(Stored items from a collection)
//! The save operation.

use std::fs;
use std::io::Cursor;
use std::path::{Path, PathBuf};

use crate::error::{QrStudioError, Result};
use crate::render::GeneratedQr;
use crate::style::ExportFormat;

/// Picks the file to write and its format.
///
/// A recognised extension on `path` wins over the selected `format`;
/// otherwise the selected format's extension is appended.
pub fn resolve_target(path: &Path, format: ExportFormat) -> (PathBuf, ExportFormat) {
    match ExportFormat::from_path(path) {
        Some(from_path) => (path.to_path_buf(), from_path),
        None => {
            let mut name = path.as_os_str().to_owned();
            name.push(".");
            name.push(format.extension());
            (PathBuf::from(name), format)
        }
    }
}

/// Encodes `qr` in `format` without touching the file system.
pub fn encode_to_bytes(qr: &GeneratedQr, format: ExportFormat) -> Result<Vec<u8>> {
    match format.image_format() {
        Some(image_format) => {
            let mut bytes = Vec::new();
            qr.image()
                .write_to(&mut Cursor::new(&mut bytes), image_format)
                .map_err(|e| QrStudioError::save(format.default_file_name(), e))?;
            Ok(bytes)
        }
        None => qr.svg().map(String::into_bytes),
    }
}

/// Writes `qr` to `path` and returns the path actually written.
///
/// See [`resolve_target`] for how the format is chosen. Missing parent
/// directories are created.
pub fn save(qr: &GeneratedQr, path: &Path, format: ExportFormat) -> Result<PathBuf> {
    let (path, format) = resolve_target(path, format);

    if let Some(parent) = path.parent().filter(|p| !p.as_os_str().is_empty()) {
        fs::create_dir_all(parent).map_err(|e| QrStudioError::io(parent, e))?;
    }

    match format.image_format() {
        Some(image_format) => qr
            .image()
            .save_with_format(&path, image_format)
            .map_err(|e| QrStudioError::save(&path, e))?,
        None => {
            let svg = qr.svg()?;
            fs::write(&path, svg).map_err(|e| QrStudioError::io(&path, e))?;
        }
    }

    log::info!("Saved {} QR code to {}", format.label(), path.display());
    Ok(path)
}
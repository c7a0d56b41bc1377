//! Drag-and-drop of logo files onto the window.
//!
//! Dropping a supported image enables the logo overlay with that file, the
//! same as checking "Add logo" and picking it in the dialog.
//!
//! # Architecture
//!
//! - `DropHandler` trait: generic interface for handling dropped files
//! - `SystemDropHandler`: production implementation using egui's input events

use std::path::PathBuf;

use super::file_picker::is_logo_file;

/// Trait for handling dropped files, enabling mock implementations for testing.
pub trait DropHandler {
    /// Returns the path of a dropped logo image, if any was dropped this frame.
    fn dropped_logo(&self, ctx: &egui::Context) -> Option<PathBuf>;
}

/// Default drop handler using system drag-and-drop events.
#[derive(Debug, Default)]
pub struct SystemDropHandler;

impl DropHandler for SystemDropHandler {
    fn dropped_logo(&self, ctx: &egui::Context) -> Option<PathBuf> {
        let dropped_files = ctx.input(|i| i.raw.dropped_files.clone());
        first_logo(dropped_files.iter().filter_map(|file| file.path.clone()))
    }
}

/// Picks the first supported image among dropped paths.
pub fn first_logo(paths: impl IntoIterator<Item = PathBuf>) -> Option<PathBuf> {
    for path in paths {
        if is_logo_file(&path) {
            log::debug!(target: "qrstudio_ui::drop", "dropped_logo path={}", path.display());
            return Some(path);
        }

        log::warn!(
            target: "qrstudio_ui::drop",
            "dropped_file_not_supported path={}",
            path.display()
        );
    }
    None
}

#[cfg(test)]
mod tests {
    use super::*;

    #[test]
    fn test_first_logo_skips_unsupported() {
        let picked = first_logo(vec![
            PathBuf::from("/tmp/notes.txt"),
            PathBuf::from("/tmp/logo.jpg"),
            PathBuf::from("/tmp/other.png"),
        ]);
        assert_eq!(picked, Some(PathBuf::from("/tmp/logo.jpg")));
    }

    #[test]
    fn test_first_logo_none() {
        assert!(first_logo(Vec::new()).is_none());
        assert!(first_logo(vec![PathBuf::from("/tmp/a.gif")]).is_none());
    }

    #[test]
    fn test_system_handler_without_drops() {
        let ctx = egui::Context::default();
        assert!(SystemDropHandler.dropped_logo(&ctx).is_none());
    }
}
//! Version information, populated at build time.
//!
//! Display format: `v{version} ({commit}, {date})` where the date is the
//! `YYYY-MM-DD` prefix of the RFC3339 build timestamp.

/// Build timestamp in RFC3339 format.
pub fn build_date() -> &'static str {
    env!("BUILD_DATE")
}

/// Short git commit hash, or `unknown` outside a git checkout.
pub fn build_commit() -> &'static str {
    env!("BUILD_COMMIT")
}

/// Package version.
pub fn build_version() -> &'static str {
    env!("CARGO_PKG_VERSION")
}

/// Returns the date portion of [`build_date`].
pub fn build_day() -> &'static str {
    let date = build_date();
    // RFC3339 is ASCII, so slicing on a byte index is safe when the check holds
    if date.len() >= 10 && date.is_ascii() {
        &date[..10]
    } else {
        date
    }
}

/// Format the version info as a display string.
pub fn format_version() -> String {
    format!("v{} ({}, {})", build_version(), build_commit(), build_day())
}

YOUR INSTRUCTIONS:
The reply should consist solely of the lines above from the one that has "let (path, format)" through the one that has "use super::file_picker::is_logo_file;", reproduced exactly.

RESULT:
    let (path, format) = resolve_target(path, format);

    if let Some(parent) = path.parent().filter(|p| !p.as_os_str().is_empty()) {
        fs::create_dir_all(parent).map_err(|e| QrStudioError::io(parent, e))?;
    }

    match format.image_format() {
        Some(image_format) => qr
            .image()
            .save_with_format(&path, image_format)
            .map_err(|e| QrStudioError::save(&path, e))?,
        None => {
            let svg = qr.svg()?;
            fs::write(&path, svg).map_err(|e| QrStudioError::io(&path, e))?;
        }
    }

    log::info!("Saved {} QR code to {}", format.label(), path.display());
    Ok(path)
}
repository c7a0d56b41bc1377
//! Drag-and-drop of logo files onto the window.
//!
//! Dropping a supported image enables the logo overlay with that file, the
//! same as checking "Add logo" and picking it in the dialog.
//!
//! # Architecture
//!
//! - `DropHandler` trait: generic interface for handling dropped files
//! - `SystemDropHandler`: production implementation using egui's input events

use std::path::PathBuf;

use super::file_picker::is_logo_file;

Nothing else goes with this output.